Problem to work on: Find every line in the records below that contains the word "aspect", and copy each such line.
━━━
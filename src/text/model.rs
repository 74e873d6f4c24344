use std::{path::PathBuf, str::FromStr};

use crate::{
    color::Rgb8,
    error::{PosterError, PosterResult},
};

/// Unknown names deserialize to [`HorizontalAlign::Left`].
#[derive(Clone, Copy, Debug, Default, PartialEq, Eq, serde::Serialize, serde::Deserialize)]
#[serde(rename_all = "lowercase", from = "String")]
pub enum HorizontalAlign {
    #[default]
    Left,
    Center,
    Right,
    /// Stretch word gaps so the line spans the full box width.
    Justify,
}

/// Unknown names deserialize to [`VerticalAlign::Top`].
#[derive(Clone, Copy, Debug, Default, PartialEq, Eq, serde::Serialize, serde::Deserialize)]
#[serde(rename_all = "lowercase", from = "String")]
pub enum VerticalAlign {
    #[default]
    Top,
    Center,
    Bottom,
    /// Spread the lines so the block spans the full box height.
    Justify,
}

impl FromStr for HorizontalAlign {
    type Err = PosterError;

    fn from_str(s: &str) -> Result<Self, Self::Err> {
        match s.trim().to_ascii_lowercase().as_str() {
            "left" => Ok(Self::Left),
            "center" => Ok(Self::Center),
            "right" => Ok(Self::Right),
            "justify" => Ok(Self::Justify),
            other => Err(PosterError::validation(format!(
                "unknown horizontal alignment '{other}'"
            ))),
        }
    }
}

impl FromStr for VerticalAlign {
    type Err = PosterError;

    fn from_str(s: &str) -> Result<Self, Self::Err> {
        match s.trim().to_ascii_lowercase().as_str() {
            "top" => Ok(Self::Top),
            "center" => Ok(Self::Center),
            "bottom" => Ok(Self::Bottom),
            "justify" => Ok(Self::Justify),
            other => Err(PosterError::validation(format!(
                "unknown vertical alignment '{other}'"
            ))),
        }
    }
}

impl From<String> for HorizontalAlign {
    fn from(s: String) -> Self {
        s.parse().unwrap_or_else(|err| {
            tracing::debug!(%err, "falling back to left alignment");
            Self::default()
        })
    }
}

impl From<String> for VerticalAlign {
    fn from(s: String) -> Self {
        s.parse().unwrap_or_else(|err| {
            tracing::debug!(%err, "falling back to top alignment");
            Self::default()
        })
    }
}

/// Everything that controls how a text block looks, apart from its box.
#[derive(Clone, Debug, PartialEq, serde::Serialize, serde::Deserialize)]
#[serde(default)]
pub struct TextStyle {
    /// Initial size in points; the fit loop only ever shrinks it.
    pub font_size: u32,
    /// Baseline advance as a multiple of the font size.
    pub line_height: f32,
    pub color: Rgb8,
    /// 0 is fully opaque, 100 fully transparent.
    pub opacity: u8,
    pub horizontal: HorizontalAlign,
    pub vertical: VerticalAlign,
    pub font_file: Option<PathBuf>,
    /// Counter-clockwise rotation in degrees.
    pub angle: f32,
    pub debug: bool,
    /// Seed for the debug overlay colour; random when unset.
    pub debug_seed: Option<u64>,
}

impl Default for TextStyle {
    fn default() -> Self {
        Self {
            font_size: 48,
            line_height: 1.5,
            color: Rgb8::BLACK,
            opacity: 0,
            horizontal: HorizontalAlign::Left,
            vertical: VerticalAlign::Top,
            font_file: None,
            angle: 0.0,
            debug: false,
            debug_seed: None,
        }
    }
}

impl TextStyle {
    /// Checks the style and returns the font file it names.
    pub fn validate(&self) -> PosterResult<&std::path::Path> {
        if self.font_size == 0 {
            return Err(PosterError::validation("font size must be at least 1"));
        }
        if !self.line_height.is_finite() || self.line_height <= 0.0 {
            return Err(PosterError::validation(format!(
                "line height must be a positive number, got {}",
                self.line_height
            )));
        }
        if self.opacity > 100 {
            return Err(PosterError::validation(format!(
                "opacity must be within 0..=100, got {}",
                self.opacity
            )));
        }
        if !self.angle.is_finite() {
            return Err(PosterError::validation("angle must be finite"));
        }
        self.font_file
            .as_deref()
            .ok_or_else(|| PosterError::invalid_font("no font file configured"))
    }

    /// Distance between consecutive baselines at `font_size`.
    pub fn advance(&self, font_size: u32) -> f32 {
        font_size as f32 * self.line_height
    }
}

/// Target rectangle for a text block, in canvas pixels.
#[derive(Clone, Copy, Debug, PartialEq, Eq, serde::Serialize, serde::Deserialize)]
pub struct BoundingBox {
    pub x: i32,
    pub y: i32,
    pub width: u32,
    pub height: u32,
}

impl BoundingBox {
    pub fn new(x: i32, y: i32, width: i64, height: i64) -> PosterResult<Self> {
        if width <= 0 || height <= 0 {
            return Err(PosterError::invalid_geometry(format!(
                "text box must have a positive size, got {width}x{height}"
            )));
        }
        let width = u32::try_from(width)
            .map_err(|_| PosterError::invalid_geometry(format!("box width {width} too large")))?;
        let height = u32::try_from(height).map_err(|_| {
            PosterError::invalid_geometry(format!("box height {height} too large"))
        })?;
        Ok(Self {
            x,
            y,
            width,
            height,
        })
    }

    pub fn validate(&self) -> PosterResult<()> {
        if self.width == 0 || self.height == 0 {
            return Err(PosterError::invalid_geometry(format!(
                "text box must have a positive size, got {}x{}",
                self.width, self.height
            )));
        }
        Ok(())
    }
}

/// Region a drawn block actually occupies; feed `bottom()` into the next block's `y`.
#[derive(Clone, Copy, Debug, Default, PartialEq, Eq, serde::Serialize, serde::Deserialize)]
pub struct Boundary {
    pub x: i32,
    pub y: i32,
    /// Widest line's ink width.
    pub width: u32,
    /// Line count times the baseline advance.
    pub height: u32,
}

impl Boundary {
    pub fn bottom(&self) -> i32 {
        let height = i32::try_from(self.height).unwrap_or(i32::MAX);
        self.y.saturating_add(height)
    }
}

/// One line produced by the line breaker.
#[derive(Clone, Debug, PartialEq, serde::Serialize)]
pub struct WrappedLine {
    pub text: String,
    pub ink_width: f32,
    /// Last line of an explicit paragraph.
    pub paragraph_end: bool,
}

impl WrappedLine {
    pub fn words(&self) -> usize {
        self.text.split(' ').filter(|w| !w.is_empty()).count()
    }
}

#[cfg(test)]
mod tests {
    use super::*;

    #[test]
    fn defaults_match_documented_values() {
        let style = TextStyle::default();
        assert_eq!(style.font_size, 48);
        assert_eq!(style.line_height, 1.5);
        assert_eq!(style.color, Rgb8::BLACK);
        assert_eq!(style.opacity, 0);
        assert_eq!(style.horizontal, HorizontalAlign::Left);
        assert_eq!(style.vertical, VerticalAlign::Top);
        assert!(!style.debug);
    }

    #[test]
    fn validate_requires_font_file() {
        let err = TextStyle::default().validate().unwrap_err();
        assert!(matches!(err, PosterError::InvalidFont(_)));
    }

    #[test]
    fn validate_rejects_bad_numbers() {
        let base = TextStyle {
            font_file: Some("a.ttf".into()),
            ..TextStyle::default()
        };
        assert!(base.validate().is_ok());

        for bad in [
            TextStyle {
                font_size: 0,
                ..base.clone()
            },
            TextStyle {
                line_height: 0.0,
                ..base.clone()
            },
            TextStyle {
                line_height: f32::NAN,
                ..base.clone()
            },
            TextStyle {
                opacity: 101,
                ..base.clone()
            },
        ] {
            assert!(matches!(bad.validate(), Err(PosterError::Validation(_))));
        }
    }

    #[test]
    fn bounding_box_rejects_empty_sizes() {
        assert!(matches!(
            BoundingBox::new(0, 0, 0, 10),
            Err(PosterError::InvalidGeometry(_))
        ));
        assert!(matches!(
            BoundingBox::new(0, 0, 10, -3),
            Err(PosterError::InvalidGeometry(_))
        ));
        assert!(BoundingBox::new(-5, -5, 10, 10).is_ok());
    }

    #[test]
    fn alignments_parse_case_insensitively() {
        assert_eq!(
            "Justify".parse::<HorizontalAlign>().unwrap(),
            HorizontalAlign::Justify
        );
        assert_eq!(
            " bottom ".parse::<VerticalAlign>().unwrap(),
            VerticalAlign::Bottom
        );
        assert!("middle".parse::<VerticalAlign>().is_err());
    }

    #[test]
    fn alignment_json_goes_through_the_same_parser() {
        let h: HorizontalAlign = serde_json::from_str(r#""RIGHT""#).unwrap();
        assert_eq!(h, HorizontalAlign::Right);
        let v: VerticalAlign = serde_json::from_str(r#""Center""#).unwrap();
        assert_eq!(v, VerticalAlign::Center);
    }

    #[test]
    fn unknown_alignment_json_falls_back_to_default() {
        let h: HorizontalAlign = serde_json::from_str(r#""start""#).unwrap();
        assert_eq!(h, HorizontalAlign::Left);
        let v: VerticalAlign = serde_json::from_str(r#""middle""#).unwrap();
        assert_eq!(v, VerticalAlign::Top);
        assert_eq!(
            serde_json::to_string(&HorizontalAlign::Justify).unwrap(),
            r#""justify""#
        );
    }

    #[test]
    fn boundary_bottom_stacks_blocks() {
        let b = Boundary {
            x: 10,
            y: 20,
            width: 100,
            height: 75,
        };
        assert_eq!(b.bottom(), 95);
    }

    #[test]
    fn word_count_ignores_extra_spaces() {
        let line = WrappedLine {
            text: "a  b c".into(),
            ink_width: 0.0,
            paragraph_end: false,
        };
        assert_eq!(line.words(), 3);
    }
}
//! Resize and crop arithmetic shared by the editor operations.

use std::str::FromStr;

use crate::error::{PosterError, PosterResult};

/// How `resize` treats a requested size whose aspect ratio differs from the image.
#[derive(Clone, Copy, Debug, Default, PartialEq, Eq, serde::Serialize, serde::Deserialize)]
#[serde(rename_all = "lowercase", try_from = "String")]
pub enum ResizeMode {
    /// Use the requested size as is, distorting if needed.
    Exact,
    /// Largest size with the image's ratio inside the request.
    #[default]
    Contain,
    /// Smallest size with the image's ratio covering the request.
    Cover,
}

/// Crop anchor used by `fit`. Unknown names deserialize to [`FitPosition::Center`].
#[derive(Clone, Copy, Debug, Default, PartialEq, Eq, serde::Serialize, serde::Deserialize)]
#[serde(rename_all = "kebab-case", from = "String")]
pub enum FitPosition {
    TopLeft,
    Top,
    TopRight,
    Left,
    #[default]
    Center,
    Right,
    BottomLeft,
    Bottom,
    BottomRight,
}

impl FromStr for FitPosition {
    type Err = PosterError;

    fn from_str(s: &str) -> Result<Self, Self::Err> {
        Ok(match s.trim().to_ascii_lowercase().as_str() {
            "top-left" => Self::TopLeft,
            "top" => Self::Top,
            "top-right" => Self::TopRight,
            "left" => Self::Left,
            "center" => Self::Center,
            "right" => Self::Right,
            "bottom-left" => Self::BottomLeft,
            "bottom" => Self::Bottom,
            "bottom-right" => Self::BottomRight,
            other => {
                return Err(PosterError::validation(format!(
                    "unknown fit position '{other}'"
                )));
            }
        })
    }
}

impl From<String> for FitPosition {
    fn from(s: String) -> Self {
        s.parse().unwrap_or_else(|err| {
            tracing::debug!(%err, "falling back to center crop");
            Self::default()
        })
    }
}

impl TryFrom<String> for ResizeMode {
    type Error = PosterError;

    fn try_from(s: String) -> Result<Self, Self::Error> {
        s.parse()
    }
}

impl FromStr for ResizeMode {
    type Err = PosterError;

    fn from_str(s: &str) -> Result<Self, Self::Err> {
        match s.trim().to_ascii_lowercase().as_str() {
            "exact" => Ok(Self::Exact),
            "contain" => Ok(Self::Contain),
            "cover" => Ok(Self::Cover),
            other => Err(PosterError::validation(format!(
                "unknown resize mode '{other}'"
            ))),
        }
    }
}

impl FitPosition {
    /// Top-left corner of a `width` x `height` window anchored inside `outer`.
    pub fn origin(self, outer: (u32, u32), width: u32, height: u32) -> (i64, i64) {
        let free_x = i64::from(outer.0) - i64::from(width);
        let free_y = i64::from(outer.1) - i64::from(height);
        let (fx, fy) = match self {
            Self::TopLeft => (0, 0),
            Self::Top => (1, 0),
            Self::TopRight => (2, 0),
            Self::Left => (0, 1),
            Self::Center => (1, 1),
            Self::Right => (2, 1),
            Self::BottomLeft => (0, 2),
            Self::Bottom => (1, 2),
            Self::BottomRight => (2, 2),
        };
        // integer division truncates toward zero, matching the centred crop
        (free_x * fx / 2, free_y * fy / 2)
    }
}

/// Offset that centres `inner` on `outer`, rounded up.
pub fn find_center(outer: i64, inner: i64) -> i64 {
    let diff = outer - inner;
    // ceil(diff / 2) for both signs
    diff.div_euclid(2) + diff.rem_euclid(2)
}

/// Fills a missing side from the source aspect ratio.
pub fn complete_size(
    source: (u32, u32),
    width: Option<u32>,
    height: Option<u32>,
) -> PosterResult<(u32, u32)> {
    let (sw, sh) = source;
    if sw == 0 || sh == 0 {
        return Err(PosterError::invalid_geometry("source image has no pixels"));
    }
    let ratio = f64::from(sw) / f64::from(sh);
    let (w, h) = match (width, height) {
        (Some(w), Some(h)) => (w, h),
        (Some(w), None) => (w, (f64::from(w) / ratio) as u32),
        (None, Some(h)) => ((f64::from(h) * ratio) as u32, h),
        (None, None) => (sw, sh),
    };
    if w == 0 || h == 0 {
        return Err(PosterError::invalid_geometry(format!(
            "resolved size {w}x{h} is empty"
        )));
    }
    Ok((w, h))
}

/// Adjusts a requested size to the source `ratio` under `mode`.
pub fn calc_resizes(width: u32, height: u32, ratio: f64, mode: ResizeMode) -> (u32, u32) {
    let requested = f64::from(width) / f64::from(height.max(1));
    let from_height = || ((f64::from(height) * ratio) as u32).max(1);
    let from_width = || ((f64::from(width) / ratio) as u32).max(1);
    match mode {
        ResizeMode::Exact => (width, height),
        ResizeMode::Contain if requested > ratio => (from_height(), height),
        ResizeMode::Contain => (width, from_width()),
        ResizeMode::Cover if requested > ratio => (width, from_width()),
        ResizeMode::Cover => (from_height(), height),
    }
}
━━━
Written solution:
/// How `resize` treats a requested size whose aspect ratio differs from the image.
/// Fills a missing side from the source aspect ratio.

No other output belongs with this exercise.